Posted: Fri Mar 29, 2019 5:21 am
by lkaufman
I noticed that Lc0 started a new network from scratch, and after just ten iterations it showed a rating around 1500 (now 1466). I have read that these self-play ratings are inflated, so I imagined that its true strength was lower than 1500. So I played it a couple games at 5' + 5" (I'm too old for pure 5' blitz on a computer) and was surprised that I lost without a chance both games. I don't play GM level blitz at age 71, but I'm still at least 2200 level in blitz so this seemed rather strange. It's true that I have a very good GPU (RTX 2080) so I suppose this is the explanation, but anyway to check this out I set it to play some 1' + 1" games against Fruit 2.2.1 (rated around 2750 CCRL), and I was shocked to see this 1500 rated new Lc0 version beating 2750 rated Fruit by 9.5 to 0.5, a 512 elo margin!! Can a network less than one day old really be playing at 3250 level already (on good GPU)? Have others had similar experiences with new networks in the past? What does this mean?

Re: Lc0 51010

Posted: Fri Mar 29, 2019 5:36 am
by mwyoung
lkaufman wrote: Fri Mar 29, 2019 5:21 am I noticed that Lc0 started a new network from scratch, and after just ten iterations it showed a rating around 1500 (now 1466). I have read that these self-play ratings are inflated, so I imagined that its true strength was lower than 1500. So I played it a couple games at 5' + 5" (I'm too old for pure 5' blitz on a computer) and was surprised that I lost without a chance both games.

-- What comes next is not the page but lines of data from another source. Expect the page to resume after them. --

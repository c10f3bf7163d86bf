use thiserror::Error;

#[derive(Debug, Error)]
pub enum SentimentError {
    #[error("HTTP error: {0}")]
    Http(#[from] reqwest::Error),

    #[error("Reddit API error: {0}")]
    Reddit(String),

    /// A record is missing a field the pipeline needs (id, title, timestamp...).
    #[error("input shape error: {0}")]
    InputShape(String),
}

/// Fatal errors that end an update run.
#[derive(Debug, Error)]
pub enum PipelineError {
    #[error("failed to persist {attempted} scored mentions: {reason}")]
    Persist { attempted: usize, reason: String },
}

I don't play GM level blitz at age 71, but I'm still at least 2200 level in blitz so this seemed rather strange. It's true that I have a very good GPU (RTX 2080) so I suppose this is the explanation, but anyway to check this out I set it to play some 1' + 1" games against Fruit 2.2.1 (rated around 2750 CCRL), and I was shocked to see this 1500 rated new Lc0 version beating 2750 rated Fruit by 9.5 to 0.5, a 512 elo margin!! Can a network less than one day old really be playing at 3250 level already (on good GPU)? Have others had similar experiences with new networks in the past? What does this mean?
I will test the new NN. But Your RTX 2080 is a beast. What was Fruit tested with in your match?

Re: Lc0 51010

Posted: Fri Mar 29, 2019 8:43 am
by mwyoung
Stockfish was not as impressed as Fruit. Lc0 51012 vs Stockfish
Results.jpg

Re: Lc0 51010

Posted: Fri Mar 29, 2019 10:50 am
by George Tsavdaris
lkaufman wrote: Fri Mar 29, 2019 5:21 am I noticed that Lc0 started a new network from scratch, and after just ten iterations it showed a rating around 1500 (now 1466). I have read that these self-play ratings are inflated, so I imagined that its true strength was lower than 1500. So I played it a couple games at 5' + 5" (I'm too old for pure 5' blitz on a computer) and was surprised that I lost without a chance both games. I don't play GM level blitz at age 71, but I'm still at least 2200 level in blitz so this seemed rather strange. It's true that I have a very good GPU (RTX 2080) so I suppose this is the explanation, but anyway to check this out I set it to play some 1' + 1" games against Fruit 2.2.1 (rated around 2750 CCRL), and I was shocked to see this 1500 rated new Lc0 version beating 2750 rated Fruit by 9.5 to 0.5, a 512 elo margin!! Can a network less than one day old really be playing at 3250 level already (on good GPU)? Have others had similar experiences with new networks in the past? What does this mean?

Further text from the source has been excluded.